Thursday, March 29, 2012

20th Century Man

A man invents a time machine and travels 76 years into the future in this impressive short film. Shot in black and white and using remarkable special effects, it was very well done. Unfortunately, there doesn't seem to be a trailer. I watched 20th Century Man at the Cleveland International Film Festival as part of their Ohio Shorts Program #2.

The Approach

Jellyfish amble through the Ohio Valley and miniature thunderstorms rumble across tabletops in this serene short film. I think there was a tornado in the kitchen languidly twirling about, but I forgot to mention it in my notes. Anyway, the CGI was very imaginative. Sorry, there doesn't seem to be a trailer. I watched The Approach at the Cleveland International Film Festival as part of their Ohio Shorts Program #2.

17 Girls

17 Girls is, well, teen angst at the seaside in French. Boredom, peer pressure, and chain smoking occurs. Oh yeah, I forgot the pregnancies. Lots and lots of pregnancies. So many pregnancies. Anyway, it was well acted and shot; the camera focused on these naive, self-absorbed young girls as if they were the only creatures in the world...and as far as the girls were concerned, they were. I watched 17 Girls at the Cleveland International Film Festival. Here's a trailer:

Amy Casey

Amy Casey is an Ohio artist who creates incredibly intricate drawings of houses suspended from strings or teetering on stilts. The short film is a fascinating look at her creative process with many glimpses at her beautiful artwork. Again, there doesn't seem to be a trailer. I watched Amy Casey at the Cleveland International Film Festival. Here's a link to her webpage if you'd like to see her paintings.

Magnum Opus

An elderly musician discards his belongings and the former drug addict neighbor who lives below him acquires his things in this short film. A sweet, tender, and hopeful film. I watched Magnum Opus at the Cleveland International Film Festival as part of their Ohio Shorts Program #2. Sorry, there doesn't seem to be a trailer.

Where Dreams Don't Fade

I was always under the impression that Kenya was arid. I don't know why. Maybe it was a mis-remembered Mutual Of Omaha episode that gave me that idea. Anyway, Where Dreams Don't Fade is a documentary following 3 distance runners as they train on the red dirt roads in the lush, green countryside of Kenya. I really enjoyed it. Sadly, I can't find a trailer. I watched Where Dreams Don't Fade at the Cleveland International Film Festival.

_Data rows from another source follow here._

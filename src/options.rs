use clap::ValueEnum;

/// Which clock the others synchronise against.
#[derive(Clone, Copy, Debug, PartialEq, Eq, ValueEnum)]
pub enum SyncMode {
    /// Follow the audio clock (default).
    Audio,
    /// Follow the video clock.
    Video,
    /// Follow the free-running external clock.
    #[value(name = "ext")]
    External,
}

/// Library-level playback configuration.
///
/// The CLI maps user flags into this type so the library stays usable from
/// tests and other frontends without a command line.
#[derive(Clone, Debug)]
pub struct PlayerOptions {
    /// Input URL handed to the media opener.
    pub input: String,

    pub disable_audio: bool,
    pub disable_video: bool,
    pub disable_subtitles: bool,

    /// Playback start offset in microseconds.
    pub start_time: Option<i64>,
    /// Maximum play duration in microseconds.
    pub play_duration: Option<i64>,

    /// Seek by bytes instead of time: 0 never, 1 always, -1 let the
    /// container decide.
    pub seek_by_bytes: i32,

    pub sync: SyncMode,

    /// Number of playthroughs; 0 loops forever.
    pub loop_count: i32,
    /// Exit once the last playthrough reaches end of stream.
    pub autoexit: bool,

    /// Drop late video frames: 1 always, 0 never, -1 only when video is not
    /// the master clock.
    pub framedrop: i32,
    /// Ignore queue limits: 1 always, 0 never, -1 only for realtime inputs.
    pub infinite_buffer: i32,

    /// Startup volume, 0..=100.
    pub volume: i32,

    /// Ask decoders for reduced-resolution output.
    pub lowres: i32,
    /// Allow non-compliant codec speedups.
    pub fast: bool,
    /// Ask the demuxer to generate missing pts.
    pub genpts: bool,
    /// Video frame timestamp selection: -1 best effort, 0 decode order,
    /// 1 presentation order.
    pub decoder_reorder_pts: i32,
}

impl Default for PlayerOptions {
    fn default() -> Self {
        Self {
            input: String::new(),
            disable_audio: false,
            disable_video: false,
            disable_subtitles: false,
            start_time: None,
            play_duration: None,
            seek_by_bytes: -1,
            sync: SyncMode::Audio,
            loop_count: 1,
            autoexit: false,
            framedrop: -1,
            infinite_buffer: -1,
            volume: 100,
            lowres: 0,
            fast: false,
            genpts: false,
            decoder_reorder_pts: -1,
        }
    }
}

impl PlayerOptions {
    /// Options the media layer cares about when opening inputs and decoders.
    pub fn media_options(&self) -> crate::media::MediaOptions {
        crate::media::MediaOptions {
            genpts: self.genpts,
            fast: self.fast,
            lowres: self.lowres,
        }
    }
}
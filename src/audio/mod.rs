//! The abstract audio sink, device-open fallback, and the output pump.
//!
//! The sink owns the callback thread and periodically asks the pump for
//! S16 interleaved PCM bytes. The actual device format may differ from the
//! requested one; the pump adapts through the resampler.

pub mod output;
pub mod pump;
pub mod resample;

use std::sync::Arc;

use thiserror::Error;
use tracing::warn;

use crate::error::PlayerError;

pub use output::CpalAudioSink;
pub use pump::{AudioPump, MIX_MAX_VOLUME};
pub use resample::LinearResampler;

#[derive(Debug, Error)]
pub enum AudioSinkError {
    #[error("no audio device")]
    NoDevice,

    #[error("format not supported: {0}")]
    Unsupported(String),

    #[error("device error: {0}")]
    Device(String),
}

/// Sample format is fixed at interleaved native-endian S16.
#[derive(Clone, Copy, Debug, PartialEq, Eq)]
pub struct AudioParams {
    pub freq: u32,
    pub channels: u16,
}

impl AudioParams {
    pub const BYTES_PER_SAMPLE: usize = 2;

    pub fn frame_size(&self) -> usize {
        self.channels as usize * Self::BYTES_PER_SAMPLE
    }

    pub fn bytes_per_sec(&self) -> usize {
        self.freq as usize * self.frame_size()
    }
}

/// What the device actually granted.
#[derive(Clone, Copy, Debug)]
pub struct AudioSinkOpen {
    pub params: AudioParams,
    /// Size of the hardware buffer in bytes; drives clock latency
    /// correction and the drift threshold.
    pub buffer_bytes: usize,
}

pub trait AudioSink: Send + Sync {
    /// Open the device as close to `wanted` as possible and start calling
    /// `pump.fill` from the device thread.
    fn open(&self, wanted: AudioParams, pump: Arc<AudioPump>)
    -> Result<AudioSinkOpen, AudioSinkError>;

    fn pause(&self, paused: bool);

    fn close(&self);
}

/// Channel-count downgrade ladder, indexed by the failing channel count.
const NEXT_NB_CHANNELS: [u16; 8] = [0, 0, 1, 6, 2, 6, 4, 6];
/// Rate downgrade ladder; index 0 is the give-up marker.
const NEXT_SAMPLE_RATES: [u32; 5] = [0, 44100, 48000, 96000, 192000];

/// Open the sink, walking the channel-count and sample-rate fallback
/// ladders until something is accepted.
pub fn audio_open(
    sink: &dyn AudioSink,
    wanted: AudioParams,
    pump: Arc<AudioPump>,
) -> Result<AudioSinkOpen, PlayerError> {
    if wanted.freq == 0 || wanted.channels == 0 {
        return Err(PlayerError::init("invalid audio parameters"));
    }

    let orig_channels = wanted.channels;
    let mut channels = wanted.channels;
    let mut freq = wanted.freq;

    let mut rate_idx = NEXT_SAMPLE_RATES.len() - 1;
    while rate_idx > 0 && NEXT_SAMPLE_RATES[rate_idx] >= freq {
        rate_idx -= 1;
    }

    loop {
        match sink.open(AudioParams { freq, channels }, Arc::clone(&pump)) {
            Ok(open) => return Ok(open),
            Err(err) => {
                warn!(freq, channels, %err, "audio open failed, trying fallback");
                channels = NEXT_NB_CHANNELS[channels.min(7) as usize];
                if channels == 0 {
                    freq = NEXT_SAMPLE_RATES[rate_idx];
                    rate_idx = rate_idx.saturating_sub(1);
                    channels = orig_channels;
                    if freq == 0 {
                        return Err(PlayerError::BackendRefusal(
                            "no usable channel count / sample rate combination".into(),
                        ));
                    }
                }
            }
        }
    }
}

/// Sink that accepts any format and never invokes the pump. Tests drive the
/// pump by hand; headless runs use it to play without a device.
pub struct NullAudioSink {
    /// Hardware buffer the fake device pretends to have, in frames.
    buffer_frames: usize,
}

impl NullAudioSink {
    pub fn new() -> Self {
        Self {
            buffer_frames: 1024,
        }
    }
}

impl Default for NullAudioSink {
    fn default() -> Self {
        Self::new()
    }
}

impl AudioSink for NullAudioSink {
    fn open(
        &self,
        wanted: AudioParams,
        _pump: Arc<AudioPump>,
    ) -> Result<AudioSinkOpen, AudioSinkError> {
        Ok(AudioSinkOpen {
            params: wanted,
            buffer_bytes: self.buffer_frames * wanted.frame_size(),
        })
    }

    fn pause(&self, _paused: bool) {}

    fn close(&self) {}
}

A very intriguing Iranian film, Mourning is set almost exclusively in a car as an aunt and uncle discuss the  death of their nephew's parents in sign language while he sits in the back seat as they drive to Tehran through the mountains. Incredibly intimate, it has an engrossing script and gripping naturalistic dialogue. It also has gorgeous cinematography of a country that is probably a mystery to most Americans. I enjoyed the way the camera sometimes deliberately obscured some of the action to create an even more voyeuristic  feeling. I watched Mourning at the Cleveland International Film Festival. Here's a trailer:

Up Heartbreak Hill

A group of Navaho high school athletes struggle on and off the track and must decide if they will leave the reservation and go on to college in this interesting documentary. It sheds a lot of light on a culture we don't see much of. An impressive first film, there was a Q&A with the director and a Native American panel after the screening. I watched Up Heartbreak Hill at the Cleveland International Film Festival. Here's a trailer:


The puzzling film Pig is tearing my family apart. I enjoyed it and thought it was a well constructed and shot sci-fi thriller, although the beginning was a little slow and the ending was somewhat abrupt. Mrs. Deathrage hated it. It's very rare where we don't see eye-to-eye about stuff like this. I think we'll pull through. I watched Pig at the Cleveland International Film Festival. Here's a trailer:


A scarred woman and a grieving masseur begin to heal in this Lifetime-y short film. Syrupy music and floral arrangements are in abundance. I watched Touch at the Cleveland International Film Festival as part of their Independent Shorts Program #7.

Wednesday, March 28, 2012


A young boy channels the poet in this funny short film. Features a hilarious script, excellent cinematography, and expressive close-ups. I watched Bukowski at the Cleveland International Film Festival as part of their Independent Shorts Program #7. Sorry, can't seem to find a trailer.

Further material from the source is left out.